- _WORK INSTRUCTION_: Please take the lines from the one holding "let radius = (ATTACK_RANGE" through the one holding "if score(right) <" in the data below and copy them exactly.
........
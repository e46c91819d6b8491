use delve_core::{Direction, EnemyKind};
use glam::Vec2;
use rand::RngCore;

use crate::{ActorEvent, Enemy, Projectile, ProjectileOwner, Senses, Vitals};

const SIZE: f32 = 24.0;
const MAX_HP: u32 = 6;

const SEQUENCE_FRAMES: usize = 8;
const SEQUENCE_FPS: f32 = 8.0;
const SHOT_FRAME: usize = 2;
const SPIT_COOLDOWN: f32 = 1.25;

const SEED_SIZE: f32 = 8.0;
const SEED_SPEED: f32 = 230.0;
const SEED_TTL: f32 = 2.0;
const SEED_DAMAGE: u32 = 1;

const CONTACT_DAMAGE: u32 = 1;
const CONTACT_COOLDOWN: f32 = 0.40;

/// Stationary plant that spits seeds along a fixed facing.
#[derive(Clone, Debug, PartialEq)]
pub struct Turret {
    vitals: Vitals,
    facing: Direction,
    spit_cooldown: f32,
    contact_cooldown: f32,
    sequence: Option<f32>,
    fired_this_sequence: bool,
    pending_shot: bool,
    frame: usize,
}

impl Turret {
    /// Creates a turret facing `facing`, ready to start its first sequence.
    #[must_use]
    pub fn new(center: Vec2, facing: Direction) -> Self {
        Self {
            vitals: Vitals::new(center, Vec2::splat(SIZE), MAX_HP),
            facing,
            spit_cooldown: 0.0,
            contact_cooldown: 0.0,
            sequence: None,
            fired_this_sequence: false,
            pending_shot: false,
            frame: 0,
        }
    }

    fn seed(&self) -> Projectile {
        Projectile::new(
            self.vitals.rect.center(),
            Vec2::splat(SEED_SIZE),
            self.facing.unit() * SEED_SPEED,
            SEED_TTL,
            SEED_DAMAGE,
            ProjectileOwner::Enemy(EnemyKind::Turret),
        )
    }
}

impl Enemy for Turret {
    fn kind(&self) -> EnemyKind {
        EnemyKind::Turret
    }

    fn vitals(&self) -> &Vitals {
        &self.vitals
    }

    fn vitals_mut(&mut self) -> &mut Vitals {
        &mut self.vitals
    }

    fn facing(&self) -> Direction {
        self.facing
    }

    fn frame(&self) -> usize {
        self.frame
    }

    fn pushable(&self) -> bool {
        false
    }

    fn attacking(&self) -> bool {
        self.sequence.is_some()
    }

    fn sense(&mut self, dt: f32, _senses: &Senses<'_>) {
        self.spit_cooldown = (self.spit_cooldown - dt).max(0.0);
        self.contact_cooldown = (self.contact_cooldown - dt).max(0.0);
    }

    fn think(&mut self, dt: f32, _senses: &Senses<'_>, _rng: &mut dyn RngCore) {
        let Some(elapsed) = self.sequence else {
            if self.spit_cooldown <= 0.0 {
                self.sequence = Some(0.0);
                self.fired_this_sequence = false;
            }
            return;
        };

        let elapsed = elapsed + dt;
        let frame = ((elapsed * SEQUENCE_FPS) as usize).min(SEQUENCE_FRAMES - 1);
        if !self.fired_this_sequence && frame >= SHOT_FRAME {
            self.fired_this_sequence = true;
            self.pending_shot = true;
        }
        if frame == SEQUENCE_FRAMES - 1 {
            self.sequence = None;
            self.spit_cooldown = SPIT_COOLDOWN;
        } else {
            self.sequence = Some(elapsed);
        }
    }

    fn act(&mut self, senses: &Senses<'_>) -> Option<ActorEvent> {
        if self.contact_cooldown <= 0.0 && self.vitals.rect.intersects(&senses.player) {
            self.contact_cooldown = CONTACT_COOLDOWN;
            return Some(ActorEvent::HitPlayer {
                damage: CONTACT_DAMAGE,
            });
        }
        if self.pending_shot {
            self.pending_shot = false;
            return Some(ActorEvent::SpawnProjectile(self.seed()));
        }
        None
    }

    fn animate(&mut self, _dt: f32) {
        self.frame = self
            .sequence
            .map_or(0, |elapsed| ((elapsed * SEQUENCE_FPS) as usize).min(SEQUENCE_FRAMES - 1));
    }
}
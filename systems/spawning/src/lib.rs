#![deny(
    unsafe_code,
    missing_docs,
    dead_code,
    unused_results,
    non_snake_case,
    unreachable_pub
)]

//! Seeded spawning system that fills freshly locked rooms with enemies.
//!
//! Each `RoomLocked` event yields one batch of `SpawnEnemy` commands. Batch
//! size grows with the room's floor area. Placements keep clear of the player
//! and of each other, retrying a bounded number of times per enemy; turrets
//! are placed against a wall and face into the room.

use delve_core::{
    Command, Direction, EnemyKind, Event, ProgressionView, Rect, RoomProgress, TILE_SIZE,
};
use glam::Vec2;
use log::debug;
use rand::{Rng, SeedableRng};
use rand_chacha::ChaCha8Rng;

/// Square footprint reserved for every placement.
pub const SPAWN_FOOTPRINT: f32 = TILE_SIZE;

/// Floor tiles that earn one enemy beyond the minimum batch.
const TILES_PER_EXTRA_ENEMY: f32 = 120.0;

/// Configuration parameters required to construct the spawning system.
#[derive(Clone, Copy, Debug, PartialEq)]
pub struct Config {
    seed: Option<u64>,
    min_batch: usize,
    max_batch: usize,
    placement_attempts: usize,
    player_clearance: f32,
}

impl Config {
    /// Creates a configuration; `max_batch` is raised to `min_batch` when smaller.
    #[must_use]
    pub fn new(
        seed: Option<u64>,
        min_batch: usize,
        max_batch: usize,
        placement_attempts: usize,
        player_clearance: f32,
    ) -> Self {
        Self {
            seed,
            min_batch,
            max_batch: max_batch.max(min_batch),
            placement_attempts: placement_attempts.max(1),
            player_clearance: player_clearance.max(0.0),
        }
    }

    /// Seed of the placement stream; `None` draws one from entropy.
    #[must_use]
    pub const fn seed(&self) -> Option<u64> {
        self.seed
    }

    /// Fewest enemies spawned into a locked room.
    #[must_use]
    pub const fn min_batch(&self) -> usize {
        self.min_batch
    }

    /// Most enemies spawned into a locked room.
    #[must_use]
    pub const fn max_batch(&self) -> usize {
        self.max_batch
    }

    /// Tries per enemy before its placement is abandoned.
    #[must_use]
    pub const fn placement_attempts(&self) -> usize {
        self.placement_attempts
    }

    /// Minimum distance in pixels between a spawn point and the player's centre.
    #[must_use]
    pub const fn player_clearance(&self) -> f32 {
        self.player_clearance
    }
}

impl Default for Config {
    fn default() -> Self {
        Self::new(None, 3, 6, 20, 96.0)
    }
}

/// Pure system that turns room locks into enemy spawn commands.
#[derive(Debug)]
pub struct Spawning {
    config: Config,
    rng: ChaCha8Rng,
}

impl Spawning {
    /// Creates a new spawning system using the supplied configuration.
    #[must_use]
    pub fn new(config: Config) -> Self {
        let rng = match config.seed() {
            Some(seed) => ChaCha8Rng::seed_from_u64(seed),
            None => ChaCha8Rng::from_entropy(),
        };
        Self { config, rng }
    }

    /// Consumes world events and emits a spawn batch for every room that just locked.
    pub fn handle(&mut self, events: &[Event], view: &ProgressionView, out: &mut Vec<Command>) {
        for event in events {
            let Event::RoomLocked { room } = event else {
                continue;
            };
            let Some(progress) = view.room(*room) else {
                debug!("locked room {} is missing from the view", room.get());
                continue;
            };
            self.spawn_batch(progress, view.player_center(), out);
        }
    }

    fn spawn_batch(&mut self, room: &RoomProgress, player: Vec2, out: &mut Vec<Command>) {
        let count = batch_size(&self.config, &room.interior);
        let mut taken: Vec<Rect> = Vec::with_capacity(count);

        for _ in 0..count {
            let kind = self.pick_kind();
            match self.place(kind, &room.interior, player, &taken) {
                Some((origin, facing)) => {
                    taken.push(footprint(origin));
                    out.push(Command::SpawnEnemy {
                        room: room.id,
                        kind,
                        origin,
                        facing,
                    });
                }
                None => debug!(
                    "no free spot for a {} in room {} after {} attempts",
                    kind.name(),
                    room.id.get(),
                    self.config.placement_attempts
                ),
            }
        }
        debug!(
            "room {} spawned {} of {count} enemies",
            room.id.get(),
            taken.len()
        );
    }

    fn pick_kind(&mut self) -> EnemyKind {
        match self.rng.gen_range(0..4) {
            0 | 1 => EnemyKind::Chaser,
            2 => EnemyKind::Roller,
            _ => EnemyKind::Turret,
        }
    }

    fn place(
        &mut self,
        kind: EnemyKind,
        interior: &Rect,
        player: Vec2,
        taken: &[Rect],
    ) -> Option<(Vec2, Direction)> {
        for _ in 0..self.config.placement_attempts {
            let (origin, facing) = match kind {
                EnemyKind::Turret => self.wall_spot(interior),
                EnemyKind::Chaser | EnemyKind::Roller => {
                    let origin = self.open_spot(interior);
                    let facing =
                        Direction::from_vector(player - origin).unwrap_or(Direction::South);
                    (origin, facing)
                }
            };
            if is_free(origin, player, taken, self.config.player_clearance) {
                return Some((origin, facing));
            }
        }
        None
    }

    fn open_spot(&mut self, interior: &Rect) -> Vec2 {
        let half = SPAWN_FOOTPRINT / 2.0;
        Vec2::new(
            span(&mut self.rng, interior.left() + half, interior.right() - half),
            span(&mut self.rng, interior.top() + half, interior.bottom() - half),
        )
    }

    /// Spot flush against a random wall, facing away from it.
    fn wall_spot(&mut self, interior: &Rect) -> (Vec2, Direction) {
        let half = SPAWN_FOOTPRINT / 2.0;
        let wall = Direction::ALL[self.rng.gen_range(0..Direction::ALL.len())];
        let origin = match wall {
            Direction::North | Direction::South => {
                let x = span(&mut self.rng, interior.left() + half, interior.right() - half);
                let y = if wall == Direction::North {
                    interior.top() + half
                } else {
                    interior.bottom() - half
                };
                Vec2::new(x, y)
            }
            Direction::East | Direction::West => {
                let y = span(&mut self.rng, interior.top() + half, interior.bottom() - half);
                let x = if wall == Direction::West {
                    interior.left() + half
                } else {
                    interior.right() - half
                };
                Vec2::new(x, y)
            }
        };
        (origin, wall.opposite())
    }
}

/// Number of enemies a room with the given interior receives.
#[must_use]
pub fn batch_size(config: &Config, interior: &Rect) -> usize {
    let tiles = (interior.width() * interior.height()) / (TILE_SIZE * TILE_SIZE);
    let extra = (tiles.max(0.0) / TILES_PER_EXTRA_ENEMY) as usize;
    (config.min_batch + extra).min(config.max_batch)
}

fn footprint(origin: Vec2) -> Rect {
    Rect::from_center(origin, Vec2::splat(SPAWN_FOOTPRINT))
}

fn is_free(origin: Vec2, player: Vec2, taken: &[Rect], clearance: f32) -> bool {
    if origin.distance(player) < clearance {
        return false;
    }
    let candidate = footprint(origin);
    !taken.iter().any(|rect| rect.intersects(&candidate))
}

fn span(rng: &mut ChaCha8Rng, low: f32, high: f32) -> f32 {
    if high <= low {
        (low + high) / 2.0
    } else {
        rng.gen_range(low..=high)
    }
}

#[cfg(test)]
mod tests {
    use super::*;

    #[test]
    fn batch_grows_with_area_and_respects_the_cap() {
        let config = Config::default();
        let small = Rect::new(0.0, 0.0, 6.0 * TILE_SIZE, 6.0 * TILE_SIZE);
        let medium = Rect::new(0.0, 0.0, 18.0 * TILE_SIZE, 13.0 * TILE_SIZE);
        let huge = Rect::new(0.0, 0.0, 60.0 * TILE_SIZE, 60.0 * TILE_SIZE);

        assert_eq!(batch_size(&config, &small), 3);
        assert_eq!(batch_size(&config, &medium), 4);
        assert_eq!(batch_size(&config, &huge), 6);
    }

    #[test]
    fn wall_spots_face_into_the_room() {
        let mut spawning = Spawning::new(Config::new(Some(3), 3, 6, 20, 96.0));
        let interior = Rect::new(64.0, 64.0, 320.0, 256.0);

        for _ in 0..32 {
            let (origin, facing) = spawning.wall_spot(&interior);
            let half = SPAWN_FOOTPRINT / 2.0;
            let expected = if (origin.y - (interior.top() + half)).abs() < 1e-3 {
                Direction::South
            } else if (origin.y - (interior.bottom() - half)).abs() < 1e-3 {
                Direction::North
            } else if (origin.x - (interior.left() + half)).abs() < 1e-3 {
                Direction::East
            } else {
                assert!(
                    (origin.x - (interior.right() - half)).abs() < 1e-3,
                    "turret at {origin:?} is not against any wall"
                );
                Direction::West
            };
            assert_eq!(facing, expected);
        }
    }
}
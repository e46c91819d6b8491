use std::f32::consts::FRAC_PI_4;

use delve_core::{Direction, EnemyKind, Rect};
use delve_system_collision::move_axis_separated;
use glam::Vec2;
use rand::{Rng, RngCore};

use crate::{heading, ActorEvent, Animation, DirectionalAnimation, Enemy, Senses, Vitals};

const SIZE: f32 = 24.0;
const MAX_HP: u32 = 8;
const SPEED: f32 = 110.0;

const ATTACK_RANGE: f32 = 30.0;
const ATTACK_REACH: f32 = 3.0;
const ATTACK_BREAK: f32 = 6.0;
const ATTACK_COOLDOWN: f32 = 0.80;
const SWING_TIME: f32 = 0.35;
const DAMAGE: u32 = 1;

const STANDOFF_FLEX: f32 = 4.0;
const CONTACT_SLACK: f32 = 0.5;
const HOLD_NUDGE: f32 = 0.5;
const SWING_NUDGE: f32 = 0.35;
const STRAFE: f32 = 0.4;

const PROBE_AHEAD: f32 = 16.0;
const PROBE_PAD: f32 = 2.0;
const BLOCKED_TRIGGER: f32 = 0.12;
const BLOCKED_RELEASE: f32 = 0.05;
const DETOUR_HOLD: f32 = 0.40;
const DETOUR_ARRIVAL: f32 = 6.0;
const DETOUR_PROBE: f32 = 16.0;
const OVERLAP_PENALTY: f32 = 1000.0;

const WALK_FRAMES: usize = 6;
const WALK_FPS: f32 = 10.0;
const SWING_FRAMES: usize = 6;
const SWING_FPS: f32 = 12.0;

/// Melee enemy that holds a standoff ring around the player and swings when close.
#[derive(Clone, Debug, PartialEq)]
pub struct Chaser {
    vitals: Vitals,
    velocity: Vec2,
    facing: Direction,
    attack_facing: Direction,
    attack_cooldown: f32,
    attack_timer: f32,
    orbit_sign: f32,
    blocked_timer: f32,
    detour: Option<Vec2>,
    detour_timer: f32,
    walk: DirectionalAnimation,
    swing: DirectionalAnimation,
}

impl Chaser {
    /// Creates a chaser; the strafe direction is drawn from `rng`.
    #[must_use]
    pub fn new(center: Vec2, rng: &mut dyn RngCore) -> Self {
        let orbit_sign = if rng.gen_bool(0.5) { 1.0 } else { -1.0 };
        Self {
            vitals: Vitals::new(center, Vec2::splat(SIZE), MAX_HP),
            velocity: Vec2::ZERO,
            facing: Direction::South,
            attack_facing: Direction::South,
            attack_cooldown: 0.0,
            attack_timer: 0.0,
            orbit_sign,
            blocked_timer: 0.0,
            detour: None,
            detour_timer: 0.0,
            walk: DirectionalAnimation::uniform(
                Animation::new(WALK_FRAMES, WALK_FPS),
                Direction::South,
            ),
            swing: DirectionalAnimation::uniform(
                Animation::new(SWING_FRAMES, SWING_FPS),
                Direction::South,
            ),
        }
    }

    /// Velocity chosen by the last think phase.
    #[must_use]
    pub const fn velocity(&self) -> Vec2 {
        self.velocity
    }

    /// Active detour waypoint, if any.
    #[must_use]
    pub const fn detour(&self) -> Option<Vec2> {
        self.detour
    }

    fn steer_toward_player(&mut self, dt: f32, senses: &Senses<'_>) -> Vec2 {
        let rect = self.vitals.rect;
        let center = rect.center();
        let player_center = senses.player.center();
        let distance = center.distance(player_center);
        let toward = heading(center, player_center);
        let mut steer = Vec2::ZERO;

        if self.attack_timer > 0.0 {
            if rect.edge_gap(&senses.player) > CONTACT_SLACK {
                steer += toward * SWING_NUDGE;
            }
            return steer;
        }

        let probe = rect.inflated(PROBE_PAD).translated(toward * PROBE_AHEAD);
        if senses.neighbours.iter().any(|other| probe.intersects(other)) {
            self.blocked_timer += dt;
        } else {
            self.blocked_timer = (self.blocked_timer - dt * 0.5).max(0.0);
        }

        match self.detour.filter(|_| self.detour_timer > 0.0) {
            Some(target) => {
                steer += heading(center, target);
                if center.distance(target) <= DETOUR_ARRIVAL
                    || self.blocked_timer <= BLOCKED_RELEASE
                {
                    self.detour = None;
                    self.detour_timer = 0.0;
                }
            }
            None => {
                if distance > ATTACK_RANGE + STANDOFF_FLEX {
                    steer += toward;
                } else if distance < ATTACK_RANGE - STANDOFF_FLEX {
                    steer -= toward;
                } else {
                    steer += toward.perp() * self.orbit_sign * STRAFE;
                    if rect.edge_gap(&senses.player) > CONTACT_SLACK {
                        steer += toward * HOLD_NUDGE;
                    }
                }

                if self.detour.is_none() && self.blocked_timer > BLOCKED_TRIGGER {
                    self.detour = Some(self.pick_detour(player_center, toward, senses.neighbours));
                    self.detour_timer = DETOUR_HOLD;
                }
            }
        }

        steer + self.separation(distance, senses.neighbours)
    }

    /// Scores the two waypoints 45 degrees either side of the approach line.
    fn pick_detour(&self, player_center: Vec2, toward: Vec2, neighbours: &[Rect]) -> Vec2 {
        let radius = (ATTACK_RANGE + 6.0).max(24.0);
        let center = self.vitals.rect.center();
        let score = |candidate: Vec2| {
            let probe = Rect::from_center(candidate, Vec2::splat(DETOUR_PROBE));
            let overlaps = neighbours.iter().filter(|other| probe.intersects(other)).count();
            overlaps as f32 * OVERLAP_PENALTY + candidate.distance_squared(center)
        };

        let left = player_center + Vec2::from_angle(FRAC_PI_4).rotate(toward) * radius;
        let right = player_center + Vec2::from_angle(-FRAC_PI_4).rotate(toward) * radius;
        if score(right) < score(left) {
            right
        } else {
            left
        }
    }

    fn separation(&self, distance_to_player: f32, neighbours: &[Rect]) -> Vec2 {
        let engaged = distance_to_player <= ATTACK_RANGE + 6.0;
        let (radius, push) = if engaged { (30.0, 0.7) } else { (28.0, 0.6) };
        let center = self.vitals.rect.center();

        neighbours
            .iter()
            .map(|other| center - other.center())
            .filter(|offset| {
                let squared = offset.length_squared();
                squared > 0.0 && squared < radius * radius
            })
            .map(|offset| offset / (offset.length() + 1e-6) * push)
            .sum()
    }
}

impl Enemy for Chaser {
    fn kind(&self) -> EnemyKind {
        EnemyKind::Chaser
    }

    fn vitals(&self) -> &Vitals {
        &self.vitals
    }

    fn vitals_mut(&mut self) -> &mut Vitals {
        &mut self.vitals
    }

    fn facing(&self) -> Direction {
        if self.attacking() {
            self.attack_facing
        } else {
            self.facing
        }
    }

    fn frame(&self) -> usize {
        if self.attacking() {
            self.swing.frame()
        } else {
            self.walk.frame()
        }
    }

    fn attacking(&self) -> bool {
        self.attack_timer > 0.0
    }

    fn sense(&mut self, dt: f32, senses: &Senses<'_>) {
        self.attack_cooldown = (self.attack_cooldown - dt).max(0.0);
        if self.attack_timer > 0.0 && self.vitals.rect.edge_gap(&senses.player) > ATTACK_BREAK {
            self.attack_timer = 0.0;
        }
        self.attack_timer = (self.attack_timer - dt).max(0.0);
        self.detour_timer = (self.detour_timer - dt).max(0.0);
        if self.detour_timer == 0.0 {
            self.detour = None;
        }
    }

    fn think(&mut self, dt: f32, senses: &Senses<'_>, _rng: &mut dyn RngCore) {
        self.velocity = self.steer_toward_player(dt, senses).normalize_or_zero() * SPEED;
    }

    fn move_body(&mut self, dt: f32, senses: &Senses<'_>, _rng: &mut dyn RngCore) {
        let motion = move_axis_separated(&senses.arena, self.vitals.rect, self.velocity * dt);
        self.vitals.rect = motion.rect;
        if let Some(facing) = Direction::from_vector(self.velocity) {
            self.facing = facing;
        }
    }

    fn act(&mut self, senses: &Senses<'_>) -> Option<ActorEvent> {
        if self.attack_cooldown > 0.0 || self.vitals.rect.edge_gap(&senses.player) > ATTACK_REACH {
            return None;
        }
        self.attack_cooldown = ATTACK_COOLDOWN;
        self.attack_timer = SWING_TIME;
        self.attack_facing = self.facing;
        self.swing.set_direction(self.attack_facing);
        self.swing.reset();
        Some(ActorEvent::HitPlayer { damage: DAMAGE })
    }

    fn animate(&mut self, dt: f32) {
        if self.attacking() {
            self.swing.set_direction(self.attack_facing);
            self.swing.update(dt, true);
        } else {
            self.walk.set_direction(self.facing);
            self.walk.update(dt, self.velocity != Vec2::ZERO);
        }
    }
}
........
- _SOLUTION FOR THIS TASK_:
        let radius = (ATTACK_RANGE + 6.0).max(24.0);
        let center = self.vitals.rect.center();
        let score = |candidate: Vec2| {
            let probe = Rect::from_center(candidate, Vec2::splat(DETOUR_PROBE));
            let overlaps = neighbours.iter().filter(|other| probe.intersects(other)).count();
            overlaps as f32 * OVERLAP_PENALTY + candidate.distance_squared(center)
        };

        let left = player_center + Vec2::from_angle(FRAC_PI_4).rotate(toward) * radius;
        let right = player_center + Vec2::from_angle(-FRAC_PI_4).rotate(toward) * radius;
        if score(right) < score(left) {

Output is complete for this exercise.